According to figures released by Greece's Finance Ministry, the peak debt was reached in the fourth quarter of last year, when it stood at an all-time record of €367.9 billion.

Despite the bailouts, despite the austerity programme, despite selling off government assets, therefore, debt is going back up again. No wonder the German papers yesterday were screaming that Greece must go bankrupt, with earlier sentiment telling us that that the Greek austerity plan was not realistic.

Nor is the grief confined to the Hellenic Republic. According to the paper, nearly ten percent of loans in Spain have gone "bad".

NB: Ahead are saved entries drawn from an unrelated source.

//! # Conversão de campos
//!
//! Datas e decimais do arquivo chegam como texto. Valores sentinela viram
//! NULL; valores malformados também viram NULL, com um aviso no log, e o
//! registro segue para a carga.

use chrono::NaiveDate;
use crate::error::TransformError;

const DATE_FORMAT: &str = "%Y-%m-%d";

const DATE_NULLS: [&str; 3] = ["", "NULL", "0"];
const DECIMAL_NULLS: [&str; 3] = ["", "NULL", "NU"];

/// Converte `YYYY-MM-DD`, distinguindo sentinela (`Ok(None)`) de erro
pub fn try_coerce_date(raw: &str) -> Result<Option<NaiveDate>, TransformError> {
    if DATE_NULLS.contains(&raw) {
        return Ok(None);
    }

    // `%Y-%m-%d` do chrono aceita sinal e componentes sem zero à esquerda
    if !has_date_shape(raw) {
        return Err(TransformError::InvalidDate {
            value: raw.to_string(),
            reason: "formato esperado AAAA-MM-DD".to_string(),
        });
    }

    NaiveDate::parse_from_str(raw, DATE_FORMAT)
        .map(Some)
        .map_err(|e| TransformError::InvalidDate {
            value: raw.to_string(),
            reason: e.to_string(),
        })
}

fn has_date_shape(raw: &str) -> bool {
    let bytes = raw.as_bytes();
    bytes.len() == 10
        && bytes.iter().enumerate().all(|(i, b)| match i {
            4 | 7 => *b == b'-',
            _ => b.is_ascii_digit(),
        })
}

/// Converte um decimal com vírgula ou ponto
pub fn try_coerce_decimal(raw: &str) -> Result<Option<f64>, TransformError> {
    if DECIMAL_NULLS.contains(&raw) {
        return Ok(None);
    }

    raw.replace(',', ".")
        .parse::<f64>()
        .map(Some)
        .map_err(|e| TransformError::InvalidDecimal {
            value: raw.to_string(),
            reason: e.to_string(),
        })
}

/// Resolve a conversão de uma coluna: erro vira NULL com aviso no log.
/// O `bool` indica se o valor foi descartado.
pub fn coerce_column<T>(
    column: &str,
    converted: Result<Option<T>, TransformError>,
) -> (Option<T>, bool) {
    match converted {
        Ok(value) => (value, false),
        Err(e) => {
            tracing::warn!(campo = column, erro = %e, "Valor será definido como NULL.");
            (None, true)
        }
    }
}

/// Como `try_coerce_date`, mas nunca falha
pub fn coerce_date(raw: &str) -> Option<NaiveDate> {
    coerce_column("data", try_coerce_date(raw)).0
}

/// Como `try_coerce_decimal`, mas nunca falha
pub fn coerce_decimal(raw: &str) -> Option<f64> {
    coerce_column("decimal", try_coerce_decimal(raw)).0
}

#[cfg(test)]
mod tests {
    use super::*;

    #[test]
    fn test_date_sentinels() {
        assert_eq!(coerce_date("NULL"), None);
        assert_eq!(coerce_date(""), None);
        assert_eq!(coerce_date("0"), None);
        assert_eq!(try_coerce_date("0"), Ok(None));
    }

    #[test]
    fn test_date_parse() {
        assert_eq!(coerce_date("2023-05-17"), NaiveDate::from_ymd_opt(2023, 5, 17));
    }

    #[test]
    fn test_date_wrong_format_is_null() {
        assert_eq!(coerce_date("17/05/2023"), None);
        assert!(matches!(
            try_coerce_date("17/05/2023"),
            Err(TransformError::InvalidDate { .. })
        ));
        assert!(try_coerce_date("2023-02-30").is_err());
    }

    #[test]
    fn test_date_requires_zero_padded_layout() {
        assert_eq!(coerce_date("2023-5-7"), None);
        assert!(try_coerce_date("+2023-05-17").is_err());
        assert!(try_coerce_date("2023-05-17 ").is_err());
        assert!(try_coerce_date("02023-05-17").is_err());
        assert_eq!(coerce_date("2023-05-07"), NaiveDate::from_ymd_opt(2023, 5, 7));
    }

    #[test]
    fn test_coerce_column_reports_discarded_value() {
        assert_eq!(coerce_column("ticket_medio", try_coerce_decimal("abc")), (None, true));
        assert_eq!(coerce_column("ticket_medio", try_coerce_decimal("NU")), (None, false));
        assert_eq!(coerce_column("ticket_medio", try_coerce_decimal("2,5")), (Some(2.5), false));
    }

    #[test]
    fn test_decimal_sentinels() {
        assert_eq!(coerce_decimal("NU"), None);
        assert_eq!(coerce_decimal("NULL"), None);
        assert_eq!(coerce_decimal(""), None);
    }

    #[test]
    fn test_decimal_comma_and_point() {
        assert_eq!(coerce_decimal("1234,56"), Some(1234.56));
        assert_eq!(coerce_decimal("0.5"), Some(0.5));
        assert_eq!(coerce_decimal("-7"), Some(-7.0));
    }

    #[test]
    fn test_decimal_malformed_is_null() {
        assert_eq!(coerce_decimal("abc"), None);
        assert_eq!(coerce_decimal("1.234,56"), None);
        assert!(matches!(
            try_coerce_decimal("abc"),
            Err(TransformError::InvalidDecimal { .. })
        ));
    }

    #[test]
    fn test_sentinels_are_type_specific() {
        // "NU" só é sentinela para decimais, "0" só para datas
        assert!(try_coerce_date("NU").is_err());
        assert_eq!(try_coerce_decimal("0"), Ok(Some(0.0)));
    }
}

The Spanish National Bank has announced that, at the end of June, 9.42 percent of all borrowers - from private citizen to companies - were at least three months in arrears. These loans amounted to more than €164 billion, eight billion more than in May.

Small wonder, then, that Spanish banks want €100 billion in refinancing, while in Brussels, officials are already preparing the upcoming weeks for what Die Welt calls a "hot autumn". This will start, says the paper, with the next troika report, which will be relentless in exposing the Greek fiasco.

In the first week of September, auditors of the EU commission, the ECB and the IMF will travel to Athens again and, if the expected testimony from them is as devastating as feared, payment of the next €31-billion tranche of the bailout to Athens is questionable.

Even before the troika report, there is the widespread reported funding gap of €20 billion, although some are saying it could be twice as high. And yet, despite all that, we get Reuters reporting that growing numbers of economists have changed their minds and conclude that the country's fate lies inside the currency union rather than out.

Greece's future in the eurozone is no longer an economic question but one of political willpower, which remains firm in Athens and Brussels, in spite of opposition from politicians in Germany, the agency reports.

So there we are – exactly what we've been saying all along – this is a political rather than an economic issue. But it would be unwise to under-rate the Germans. They will have the final say.